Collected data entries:
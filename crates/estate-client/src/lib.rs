//! Data-fetch adapter for the property catalog.
//!
//! Talks to the catalog's GraphQL service and turns its responses into
//! [`estate_model`] types. The [`PropertySource`] trait is the seam the GUI
//! depends on; [`PropertyApi`] is the live implementation and
//! [`InMemorySource`] serves a fixed list.
//!
//! # Example
//!
//! ```no_run
//! use estate_client::{ClientConfig, PropertyApi, PropertySource};
//! use estate_model::PropertyFilters;
//!
//! # async fn run() -> estate_client::Result<()> {
//! let api = PropertyApi::new(&ClientConfig::default())?;
//! let page = api.list_properties(&PropertyFilters::default()).await?;
//! println!("{} properties", page.total_count);
//! # Ok(())
//! # }
//! ```

pub mod api;
pub mod client;
pub mod config;
pub mod error;
pub mod memory;
pub mod query;
pub mod source;

pub use api::PropertyApi;
pub use client::GraphQlClient;
pub use config::{ClientConfig, DEFAULT_CACHE_TTL, DEFAULT_ENDPOINT, DEFAULT_TIMEOUT, Transport};
pub use error::{ClientError, Result};
pub use memory::InMemorySource;
pub use source::PropertySource;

» **ACTIVITY**
Each line of the data should be transcribed exactly.

» **COMPLETED TASK**
filename crates/estate-client/src/lib.rs
//! Data-fetch adapter for the property catalog.
//!
//! Talks to the catalog's GraphQL service and turns its responses into
//! [`estate_model`] types. The [`PropertySource`] trait is the seam the GUI
//! depends on; [`PropertyApi`] is the live implementation and
//! [`InMemorySource`] serves a fixed list.
//!
//! # Example
//!
//! ```no_run
//! use estate_client::{ClientConfig, PropertyApi, PropertySource};
//! use estate_model::PropertyFilters;
//!
//! # async fn run() -> estate_client::Result<()> {
//! let api = PropertyApi::new(&ClientConfig::default())?;
//! let page = api.list_properties(&PropertyFilters::default()).await?;
//! println!("{} properties", page.total_count);
//! # Ok(())
//! # }
//! ```

pub mod api;
pub mod client;
pub mod config;
pub mod error;
pub mod memory;
pub mod query;
pub mod source;

pub use api::PropertyApi;
pub use client::GraphQlClient;
pub use config::{ClientConfig, DEFAULT_CACHE_TTL, DEFAULT_ENDPOINT, DEFAULT_TIMEOUT, Transport};
pub use error::{ClientError, Result};
pub use memory::InMemorySource;
pub use source::PropertySource;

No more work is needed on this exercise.